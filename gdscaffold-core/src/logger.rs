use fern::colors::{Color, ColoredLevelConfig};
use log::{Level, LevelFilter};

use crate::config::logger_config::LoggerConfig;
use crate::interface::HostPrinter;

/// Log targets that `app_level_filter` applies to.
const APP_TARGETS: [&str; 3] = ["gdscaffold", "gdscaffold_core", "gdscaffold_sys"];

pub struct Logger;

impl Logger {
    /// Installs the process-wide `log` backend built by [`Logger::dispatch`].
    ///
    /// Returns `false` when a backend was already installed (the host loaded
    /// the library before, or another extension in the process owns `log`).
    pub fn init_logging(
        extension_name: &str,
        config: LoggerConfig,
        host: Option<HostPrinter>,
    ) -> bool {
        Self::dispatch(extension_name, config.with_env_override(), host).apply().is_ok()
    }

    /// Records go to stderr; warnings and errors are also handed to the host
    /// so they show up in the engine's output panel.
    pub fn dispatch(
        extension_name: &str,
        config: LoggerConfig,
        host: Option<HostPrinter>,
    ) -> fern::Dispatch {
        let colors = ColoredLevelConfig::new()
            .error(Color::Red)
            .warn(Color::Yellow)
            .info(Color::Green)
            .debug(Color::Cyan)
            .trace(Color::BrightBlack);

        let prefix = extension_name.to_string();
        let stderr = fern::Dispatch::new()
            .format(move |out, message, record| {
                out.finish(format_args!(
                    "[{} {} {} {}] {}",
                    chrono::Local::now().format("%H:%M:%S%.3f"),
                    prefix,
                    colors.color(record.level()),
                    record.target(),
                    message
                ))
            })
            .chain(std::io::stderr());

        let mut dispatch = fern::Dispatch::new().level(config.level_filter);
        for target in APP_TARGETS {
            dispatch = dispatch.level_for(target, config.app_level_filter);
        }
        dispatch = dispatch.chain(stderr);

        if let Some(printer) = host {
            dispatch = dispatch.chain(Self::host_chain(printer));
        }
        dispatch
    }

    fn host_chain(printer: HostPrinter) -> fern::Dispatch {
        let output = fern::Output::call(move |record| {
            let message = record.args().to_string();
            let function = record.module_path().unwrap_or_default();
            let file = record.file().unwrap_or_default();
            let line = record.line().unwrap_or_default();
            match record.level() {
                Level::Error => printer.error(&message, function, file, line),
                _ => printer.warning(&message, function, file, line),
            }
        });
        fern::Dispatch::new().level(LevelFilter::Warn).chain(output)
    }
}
* * *
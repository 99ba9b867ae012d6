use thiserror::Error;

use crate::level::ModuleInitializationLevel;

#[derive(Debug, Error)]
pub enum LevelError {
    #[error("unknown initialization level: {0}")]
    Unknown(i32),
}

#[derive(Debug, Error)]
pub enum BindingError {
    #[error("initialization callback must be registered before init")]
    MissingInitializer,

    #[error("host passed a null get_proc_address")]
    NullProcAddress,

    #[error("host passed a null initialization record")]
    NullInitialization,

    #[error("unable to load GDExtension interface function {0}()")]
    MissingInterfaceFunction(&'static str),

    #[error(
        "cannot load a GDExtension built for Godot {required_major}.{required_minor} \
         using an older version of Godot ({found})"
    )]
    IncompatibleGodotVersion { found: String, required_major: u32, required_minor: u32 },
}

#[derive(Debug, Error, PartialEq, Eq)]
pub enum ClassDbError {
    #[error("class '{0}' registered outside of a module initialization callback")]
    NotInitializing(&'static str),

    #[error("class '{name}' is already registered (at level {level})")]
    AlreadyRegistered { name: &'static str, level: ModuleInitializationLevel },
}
* * *
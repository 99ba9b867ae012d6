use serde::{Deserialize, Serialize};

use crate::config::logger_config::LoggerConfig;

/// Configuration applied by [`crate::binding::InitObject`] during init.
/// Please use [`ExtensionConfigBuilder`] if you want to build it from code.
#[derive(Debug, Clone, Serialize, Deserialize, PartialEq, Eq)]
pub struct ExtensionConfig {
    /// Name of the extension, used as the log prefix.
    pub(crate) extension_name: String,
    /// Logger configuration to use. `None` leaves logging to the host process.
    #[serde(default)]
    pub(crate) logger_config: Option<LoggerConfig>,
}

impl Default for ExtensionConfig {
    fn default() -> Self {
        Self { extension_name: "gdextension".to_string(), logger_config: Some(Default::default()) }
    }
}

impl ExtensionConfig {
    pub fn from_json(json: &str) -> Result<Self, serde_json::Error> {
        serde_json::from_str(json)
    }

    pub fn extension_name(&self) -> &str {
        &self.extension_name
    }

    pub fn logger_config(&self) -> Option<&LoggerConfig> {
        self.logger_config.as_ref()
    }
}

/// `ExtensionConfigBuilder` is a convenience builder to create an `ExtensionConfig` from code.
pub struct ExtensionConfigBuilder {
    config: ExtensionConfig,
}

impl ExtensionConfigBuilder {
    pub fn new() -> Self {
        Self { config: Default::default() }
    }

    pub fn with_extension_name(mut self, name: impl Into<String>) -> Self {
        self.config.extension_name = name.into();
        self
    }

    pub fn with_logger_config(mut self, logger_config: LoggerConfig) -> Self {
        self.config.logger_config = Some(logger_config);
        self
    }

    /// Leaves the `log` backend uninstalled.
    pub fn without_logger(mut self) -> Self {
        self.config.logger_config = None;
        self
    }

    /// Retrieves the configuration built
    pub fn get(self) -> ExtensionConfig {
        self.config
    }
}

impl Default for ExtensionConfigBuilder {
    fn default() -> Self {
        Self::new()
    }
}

## Exercise prompt:
Find all the lines containing "static" in the material, then copy them.

## Your response:
    MissingInterfaceFunction(&'static str),
    NotInitializing(&'static str),
    AlreadyRegistered { name: &'static str, level: ModuleInitializationLevel },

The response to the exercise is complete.